"Theme from S-Express" is an acid house song by British electronic dance music group S'Express, from their debut studio album, Original Soundtrack (1989), written and produced by Mark Moore and Pascal Gabriel. One of the landmarks of early acid house and late 1980s sampling culture, the single became an instant hit upon its release in April 1988, peaking at number one on the UK Singles Chart for two weeks. It fared less well in the United States, only reaching number 91 on the Billboard Hot 100, but reaching number one on the Billboard Hot Dance Club Play chart. It peaked at number 11 in Australia and number two in West Germany, France and the Netherlands.

Production
The song samples liberally from many other works, including heavy usage of Rose Royce's "Is It Love You're After", and TZ's "I Got the Hots for You", which provided the song's campy hook. The song made prominent use of the line "Drop that ghetto blaster" from the song "Tales of Taboo" by Karen Finley. The hi-hat is sampled from an aerosol spray. The track's "S express" refrain makes reference to the 42nd Street Shuttle, a line on the New York City Subway. The train sample used is of an InterCity 125. The cover artwork features a cutaway drawing of a British Rail Class 56, a contemporary freight locomotive. For the North American release, some spoken word samples had to be removed due to licensing issues, and were recreated by unnamed voice artists. The female vocalist is Michel'le.

Samples used
This is a list of samples used in "Theme from S-Express".

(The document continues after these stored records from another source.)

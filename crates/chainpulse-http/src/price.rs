//! CoinGecko-style `simple/price` client implementing [`PriceFeed`].

use std::collections::HashMap;
use std::time::Duration;

use async_trait::async_trait;
use serde::{Deserialize, Serialize};

use chainpulse_core::config::duration_ms;
use chainpulse_core::price::{PriceError, PriceFeed, ReferenceAsset, ReferencePrices};

#[derive(Debug, Clone, PartialEq, Eq, Serialize, Deserialize)]
#[serde(default)]
pub struct PriceFeedConfig {
    /// API root, without the trailing `/simple/price`.
    pub base_url: String,
    #[serde(with = "duration_ms")]
    pub timeout: Duration,
}

impl Default for PriceFeedConfig {
    fn default() -> Self {
        Self {
            base_url: "https://api.coingecko.com/api/v3".into(),
            timeout: Duration::from_secs(10),
        }
    }
}

pub struct CoinGeckoFeed {
    http: reqwest::Client,
    config: PriceFeedConfig,
}

impl CoinGeckoFeed {
    pub fn new(config: PriceFeedConfig) -> Result<Self, PriceError> {
        let http = reqwest::Client::builder()
            .timeout(config.timeout)
            .build()
            .map_err(|e| PriceError::Request(e.to_string()))?;
        Ok(Self { http, config })
    }

    fn endpoint(&self, assets: &[ReferenceAsset]) -> String {
        let ids: Vec<&str> = assets.iter().map(|a| a.coingecko_id()).collect();
        format!(
            "{}/simple/price?ids={}&vs_currencies=usd",
            self.config.base_url.trim_end_matches('/'),
            ids.join(",")
        )
    }
}

#[async_trait]
impl PriceFeed for CoinGeckoFeed {
    async fn quote(&self, assets: &[ReferenceAsset]) -> Result<ReferencePrices, PriceError> {
        if assets.is_empty() {
            return Ok(ReferencePrices::new());
        }
        let url = self.endpoint(assets);
        tracing::debug!(url = %url, "fetching reference prices");

        let resp = self.http.get(&url).send().await.map_err(|e| {
            if e.is_timeout() {
                PriceError::Timeout {
                    ms: self.config.timeout.as_millis() as u64,
                }
            } else {
                PriceError::Request(e.to_string())
            }
        })?;
        if !resp.status().is_success() {
            return Err(PriceError::Status {
                status: resp.status().as_u16(),
            });
        }
        let body = resp
            .bytes()
            .await
            .map_err(|e| PriceError::Request(e.to_string()))?;
        parse_simple_price(&body, assets)
    }

    fn name(&self) -> &str {
        "coingecko"
    }
}

/// `{"ethereum":{"usd":2648.49},"binancecoin":{"usd":677.9}}`
pub fn parse_simple_price(
    body: &[u8],
    assets: &[ReferenceAsset],
) -> Result<ReferencePrices, PriceError> {
    let parsed: HashMap<String, HashMap<String, f64>> =
        serde_json::from_slice(body).map_err(|e| PriceError::Malformed(e.to_string()))?;
    Ok(assets
        .iter()
        .filter_map(|asset| {
            let usd = parsed.get(asset.coingecko_id())?.get("usd")?;
            Some((*asset, *usd))
        })
        .collect())
}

 Alfredo de la Fé – "Hot to Trot" from Alfredo, 1979 (LP)
 Crystal Grass – "Crystal World" from You're All I Ever Dreamed Of, 1974 (LP)
 Karen Finley – "Tales of Taboo" from Tales of Taboo, 1986 (12")
 Debbie Harry – "Feel the Spin" from Krush Groove soundtrack, 1985 (LP) [removed from U.S. version]
 Vocal sample by Laura Olsher from "The Martian Monsters" from Chilling, Thrilling Sounds of the Haunted House, 1964 (LP) [removed from U.S. version]
 Gil Scott-Heron and Brian Jackson – "The Bottle" from Winter in America, 1974 (LP) [removed from U.S. version]
 Ish Ledesma – "Scream for Daddy" from I Could Love You, 1986 (12")
 Peech Boys – "Don't Make Me Wait" from Life Is Something Special, 1983 (LP)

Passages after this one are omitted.